-- Records for this exercise follows --

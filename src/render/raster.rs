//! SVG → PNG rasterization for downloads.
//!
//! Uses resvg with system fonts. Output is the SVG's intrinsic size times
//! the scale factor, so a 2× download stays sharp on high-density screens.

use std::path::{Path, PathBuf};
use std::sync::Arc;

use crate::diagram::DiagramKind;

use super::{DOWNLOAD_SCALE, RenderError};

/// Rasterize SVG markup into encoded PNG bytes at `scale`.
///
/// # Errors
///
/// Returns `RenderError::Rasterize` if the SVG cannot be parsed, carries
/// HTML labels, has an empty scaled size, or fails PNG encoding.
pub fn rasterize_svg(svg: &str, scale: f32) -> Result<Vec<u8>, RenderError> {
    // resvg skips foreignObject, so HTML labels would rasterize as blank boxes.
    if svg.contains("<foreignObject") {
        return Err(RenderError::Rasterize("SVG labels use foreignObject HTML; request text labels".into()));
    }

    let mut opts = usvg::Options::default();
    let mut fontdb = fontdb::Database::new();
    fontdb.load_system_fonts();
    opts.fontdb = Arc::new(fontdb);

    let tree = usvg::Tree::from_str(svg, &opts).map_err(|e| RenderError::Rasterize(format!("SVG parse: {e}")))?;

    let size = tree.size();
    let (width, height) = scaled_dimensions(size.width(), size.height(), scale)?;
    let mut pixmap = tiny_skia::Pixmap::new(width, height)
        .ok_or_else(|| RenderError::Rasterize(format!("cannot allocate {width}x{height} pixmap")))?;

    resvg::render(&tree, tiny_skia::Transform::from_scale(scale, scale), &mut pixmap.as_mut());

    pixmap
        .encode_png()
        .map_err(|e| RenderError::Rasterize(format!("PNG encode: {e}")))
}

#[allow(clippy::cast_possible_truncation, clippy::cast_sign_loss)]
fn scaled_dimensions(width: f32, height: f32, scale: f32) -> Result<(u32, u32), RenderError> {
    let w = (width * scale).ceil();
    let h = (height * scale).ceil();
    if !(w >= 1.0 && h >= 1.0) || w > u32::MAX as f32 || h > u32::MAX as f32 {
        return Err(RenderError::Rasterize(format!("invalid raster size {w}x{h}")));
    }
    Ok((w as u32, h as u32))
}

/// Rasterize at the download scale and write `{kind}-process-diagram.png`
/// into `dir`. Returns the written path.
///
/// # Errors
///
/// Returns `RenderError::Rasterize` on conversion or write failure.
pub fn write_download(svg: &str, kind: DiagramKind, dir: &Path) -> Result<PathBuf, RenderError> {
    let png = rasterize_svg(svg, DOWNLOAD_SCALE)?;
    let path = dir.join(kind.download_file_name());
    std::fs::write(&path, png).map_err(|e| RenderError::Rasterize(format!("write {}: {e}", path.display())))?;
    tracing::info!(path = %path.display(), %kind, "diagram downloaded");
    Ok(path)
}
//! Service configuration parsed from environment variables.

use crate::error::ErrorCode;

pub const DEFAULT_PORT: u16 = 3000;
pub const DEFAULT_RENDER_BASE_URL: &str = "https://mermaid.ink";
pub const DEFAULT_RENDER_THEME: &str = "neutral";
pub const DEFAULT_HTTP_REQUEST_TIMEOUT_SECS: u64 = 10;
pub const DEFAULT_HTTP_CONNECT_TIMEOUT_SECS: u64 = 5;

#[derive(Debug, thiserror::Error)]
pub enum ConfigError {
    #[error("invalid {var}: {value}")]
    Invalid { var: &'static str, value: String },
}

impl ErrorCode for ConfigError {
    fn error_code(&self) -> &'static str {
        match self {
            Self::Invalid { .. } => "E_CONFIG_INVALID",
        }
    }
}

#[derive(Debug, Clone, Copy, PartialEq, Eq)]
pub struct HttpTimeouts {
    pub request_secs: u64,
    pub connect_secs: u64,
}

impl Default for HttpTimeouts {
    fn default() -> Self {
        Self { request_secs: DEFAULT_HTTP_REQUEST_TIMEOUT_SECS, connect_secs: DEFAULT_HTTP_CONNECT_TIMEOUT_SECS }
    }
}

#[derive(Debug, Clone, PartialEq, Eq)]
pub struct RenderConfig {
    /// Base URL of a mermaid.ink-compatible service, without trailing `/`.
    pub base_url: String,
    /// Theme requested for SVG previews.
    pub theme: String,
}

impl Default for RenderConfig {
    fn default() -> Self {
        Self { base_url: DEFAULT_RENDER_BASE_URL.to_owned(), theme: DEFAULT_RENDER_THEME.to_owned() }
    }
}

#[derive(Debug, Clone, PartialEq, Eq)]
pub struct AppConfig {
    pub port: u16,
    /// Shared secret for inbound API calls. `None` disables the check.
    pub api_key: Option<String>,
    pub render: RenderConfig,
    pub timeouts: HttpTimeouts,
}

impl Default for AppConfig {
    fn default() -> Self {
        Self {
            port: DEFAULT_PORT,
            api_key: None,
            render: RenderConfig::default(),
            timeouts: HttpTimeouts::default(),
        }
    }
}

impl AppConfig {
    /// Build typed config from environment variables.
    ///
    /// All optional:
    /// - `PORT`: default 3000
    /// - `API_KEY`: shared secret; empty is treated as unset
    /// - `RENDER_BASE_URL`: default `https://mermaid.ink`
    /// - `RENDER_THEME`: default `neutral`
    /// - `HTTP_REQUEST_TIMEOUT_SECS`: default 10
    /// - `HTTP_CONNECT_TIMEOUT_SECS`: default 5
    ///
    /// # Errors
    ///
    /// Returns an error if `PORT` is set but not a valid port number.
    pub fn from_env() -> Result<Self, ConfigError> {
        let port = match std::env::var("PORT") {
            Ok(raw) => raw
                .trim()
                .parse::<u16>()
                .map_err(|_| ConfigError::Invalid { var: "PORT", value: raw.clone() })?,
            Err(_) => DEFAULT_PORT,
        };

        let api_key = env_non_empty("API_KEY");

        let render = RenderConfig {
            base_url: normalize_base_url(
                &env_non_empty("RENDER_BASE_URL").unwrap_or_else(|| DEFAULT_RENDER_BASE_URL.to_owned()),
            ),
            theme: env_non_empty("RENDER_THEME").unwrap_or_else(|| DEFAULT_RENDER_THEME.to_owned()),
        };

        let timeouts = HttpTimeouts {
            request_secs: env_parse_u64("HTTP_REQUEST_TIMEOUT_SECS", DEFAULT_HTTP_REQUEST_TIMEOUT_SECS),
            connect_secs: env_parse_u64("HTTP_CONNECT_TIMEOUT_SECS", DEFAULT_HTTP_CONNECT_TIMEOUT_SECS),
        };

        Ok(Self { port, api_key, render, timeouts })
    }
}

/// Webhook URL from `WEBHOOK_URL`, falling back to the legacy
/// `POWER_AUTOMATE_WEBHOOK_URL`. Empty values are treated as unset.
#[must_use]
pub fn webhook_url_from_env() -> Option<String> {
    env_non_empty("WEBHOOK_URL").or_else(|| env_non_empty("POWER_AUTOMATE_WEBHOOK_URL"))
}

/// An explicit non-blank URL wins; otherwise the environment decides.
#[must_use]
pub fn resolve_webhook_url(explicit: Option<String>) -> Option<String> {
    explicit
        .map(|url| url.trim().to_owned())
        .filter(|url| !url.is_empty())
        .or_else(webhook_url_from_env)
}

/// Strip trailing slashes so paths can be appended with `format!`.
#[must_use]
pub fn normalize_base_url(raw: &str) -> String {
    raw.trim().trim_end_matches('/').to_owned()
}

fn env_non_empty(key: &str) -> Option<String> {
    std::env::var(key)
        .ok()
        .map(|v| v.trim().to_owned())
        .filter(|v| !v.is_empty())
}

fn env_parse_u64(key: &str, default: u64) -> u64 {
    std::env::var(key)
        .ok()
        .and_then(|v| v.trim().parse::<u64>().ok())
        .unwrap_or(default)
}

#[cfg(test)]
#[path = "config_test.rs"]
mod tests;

-- Records for this exercise concluded --

# [Exercise]
The records above are to be given again in full, word for word.

# [Task response]
filename src/render/raster.rs
//! SVG → PNG rasterization for downloads.
//!
//! Uses resvg with system fonts. Output is the SVG's intrinsic size times
//! the scale factor, so a 2× download stays sharp on high-density screens.

use std::path::{Path, PathBuf};
use std::sync::Arc;

use crate::diagram::DiagramKind;

use super::{DOWNLOAD_SCALE, RenderError};

/// Rasterize SVG markup into encoded PNG bytes at `scale`.
///
/// # Errors
///
/// Returns `RenderError::Rasterize` if the SVG cannot be parsed, carries
/// HTML labels, has an empty scaled size, or fails PNG encoding.
pub fn rasterize_svg(svg: &str, scale: f32) -> Result<Vec<u8>, RenderError> {
    // resvg skips foreignObject, so HTML labels would rasterize as blank boxes.
    if svg.contains("<foreignObject") {
        return Err(RenderError::Rasterize("SVG labels use foreignObject HTML; request text labels".into()));
    }

    let mut opts = usvg::Options::default();
    let mut fontdb = fontdb::Database::new();
    fontdb.load_system_fonts();
    opts.fontdb = Arc::new(fontdb);

    let tree = usvg::Tree::from_str(svg, &opts).map_err(|e| RenderError::Rasterize(format!("SVG parse: {e}")))?;

    let size = tree.size();
    let (width, height) = scaled_dimensions(size.width(), size.height(), scale)?;
    let mut pixmap = tiny_skia::Pixmap::new(width, height)
        .ok_or_else(|| RenderError::Rasterize(format!("cannot allocate {width}x{height} pixmap")))?;

    resvg::render(&tree, tiny_skia::Transform::from_scale(scale, scale), &mut pixmap.as_mut());

    pixmap
        .encode_png()
        .map_err(|e| RenderError::Rasterize(format!("PNG encode: {e}")))
}

#[allow(clippy::cast_possible_truncation, clippy::cast_sign_loss)]
fn scaled_dimensions(width: f32, height: f32, scale: f32) -> Result<(u32, u32), RenderError> {
    let w = (width * scale).ceil();
    let h = (height * scale).ceil();
    if !(w >= 1.0 && h >= 1.0) || w > u32::MAX as f32 || h > u32::MAX as f32 {
        return Err(RenderError::Rasterize(format!("invalid raster size {w}x{h}")));
    }
    Ok((w as u32, h as u32))
}

/// Rasterize at the download scale and write `{kind}-process-diagram.png`
/// into `dir`. Returns the written path.
///
/// # Errors
///
/// Returns `RenderError::Rasterize` on conversion or write failure.
pub fn write_download(svg: &str, kind: DiagramKind, dir: &Path) -> Result<PathBuf, RenderError> {
    let png = rasterize_svg(svg, DOWNLOAD_SCALE)?;
    let path = dir.join(kind.download_file_name());
    std::fs::write(&path, png).map_err(|e| RenderError::Rasterize(format!("write {}: {e}", path.display())))?;
    tracing::info!(path = %path.display(), %kind, "diagram downloaded");
    Ok(path)
}
//! Service configuration parsed from environment variables.

use crate::error::ErrorCode;

pub const DEFAULT_PORT: u16 = 3000;
pub const DEFAULT_RENDER_BASE_URL: &str = "https://mermaid.ink";
pub const DEFAULT_RENDER_THEME: &str = "neutral";
pub const DEFAULT_HTTP_REQUEST_TIMEOUT_SECS: u64 = 10;
pub const DEFAULT_HTTP_CONNECT_TIMEOUT_SECS: u64 = 5;

#[derive(Debug, thiserror::Error)]
pub enum ConfigError {
    #[error("invalid {var}: {value}")]
    Invalid { var: &'static str, value: String },
}

impl ErrorCode for ConfigError {
    fn error_code(&self) -> &'static str {
        match self {
            Self::Invalid { .. } => "E_CONFIG_INVALID",
        }
    }
}

#[derive(Debug, Clone, Copy, PartialEq, Eq)]
pub struct HttpTimeouts {
    pub request_secs: u64,
    pub connect_secs: u64,
}

impl Default for HttpTimeouts {
    fn default() -> Self {
        Self { request_secs: DEFAULT_HTTP_REQUEST_TIMEOUT_SECS, connect_secs: DEFAULT_HTTP_CONNECT_TIMEOUT_SECS }
    }
}

#[derive(Debug, Clone, PartialEq, Eq)]
pub struct RenderConfig {
    /// Base URL of a mermaid.ink-compatible service, without trailing `/`.
    pub base_url: String,
    /// Theme requested for SVG previews.
    pub theme: String,
}

impl Default for RenderConfig {
    fn default() -> Self {
        Self { base_url: DEFAULT_RENDER_BASE_URL.to_owned(), theme: DEFAULT_RENDER_THEME.to_owned() }
    }
}

#[derive(Debug, Clone, PartialEq, Eq)]
pub struct AppConfig {
    pub port: u16,
    /// Shared secret for inbound API calls. `None` disables the check.
    pub api_key: Option<String>,
    pub render: RenderConfig,
    pub timeouts: HttpTimeouts,
}

impl Default for AppConfig {
    fn default() -> Self {
        Self {
            port: DEFAULT_PORT,
            api_key: None,
            render: RenderConfig::default(),
            timeouts: HttpTimeouts::default(),
        }
    }
}

impl AppConfig {
    /// Build typed config from environment variables.
    ///
    /// All optional:
    /// - `PORT`: default 3000
    /// - `API_KEY`: shared secret; empty is treated as unset
    /// - `RENDER_BASE_URL`: default `https://mermaid.ink`
    /// - `RENDER_THEME`: default `neutral`
    /// - `HTTP_REQUEST_TIMEOUT_SECS`: default 10
    /// - `HTTP_CONNECT_TIMEOUT_SECS`: default 5
    ///
    /// # Errors
    ///
    /// Returns an error if `PORT` is set but not a valid port number.
    pub fn from_env() -> Result<Self, ConfigError> {
        let port = match std::env::var("PORT") {
            Ok(raw) => raw
                .trim()
                .parse::<u16>()
                .map_err(|_| ConfigError::Invalid { var: "PORT", value: raw.clone() })?,
            Err(_) => DEFAULT_PORT,
        };

        let api_key = env_non_empty("API_KEY");

        let render = RenderConfig {
            base_url: normalize_base_url(
                &env_non_empty("RENDER_BASE_URL").unwrap_or_else(|| DEFAULT_RENDER_BASE_URL.to_owned()),
            ),
            theme: env_non_empty("RENDER_THEME").unwrap_or_else(|| DEFAULT_RENDER_THEME.to_owned()),
        };

        let timeouts = HttpTimeouts {
            request_secs: env_parse_u64("HTTP_REQUEST_TIMEOUT_SECS", DEFAULT_HTTP_REQUEST_TIMEOUT_SECS),
            connect_secs: env_parse_u64("HTTP_CONNECT_TIMEOUT_SECS", DEFAULT_HTTP_CONNECT_TIMEOUT_SECS),
        };

        Ok(Self { port, api_key, render, timeouts })
    }
}

/// Webhook URL from `WEBHOOK_URL`, falling back to the legacy
/// `POWER_AUTOMATE_WEBHOOK_URL`. Empty values are treated as unset.
#[must_use]
pub fn webhook_url_from_env() -> Option<String> {
    env_non_empty("WEBHOOK_URL").or_else(|| env_non_empty("POWER_AUTOMATE_WEBHOOK_URL"))
}

/// An explicit non-blank URL wins; otherwise the environment decides.
#[must_use]
pub fn resolve_webhook_url(explicit: Option<String>) -> Option<String> {
    explicit
        .map(|url| url.trim().to_owned())
        .filter(|url| !url.is_empty())
        .or_else(webhook_url_from_env)
}

/// Strip trailing slashes so paths can be appended with `format!`.
#[must_use]
pub fn normalize_base_url(raw: &str) -> String {
    raw.trim().trim_end_matches('/').to_owned()
}

fn env_non_empty(key: &str) -> Option<String> {
    std::env::var(key)
        .ok()
        .map(|v| v.trim().to_owned())
        .filter(|v| !v.is_empty())
}

fn env_parse_u64(key: &str, default: u64) -> u64 {
    std::env::var(key)
        .ok()
        .and_then(|v| v.trim().parse::<u64>().ok())
        .unwrap_or(default)
}

#[cfg(test)]
#[path = "config_test.rs"]
mod tests;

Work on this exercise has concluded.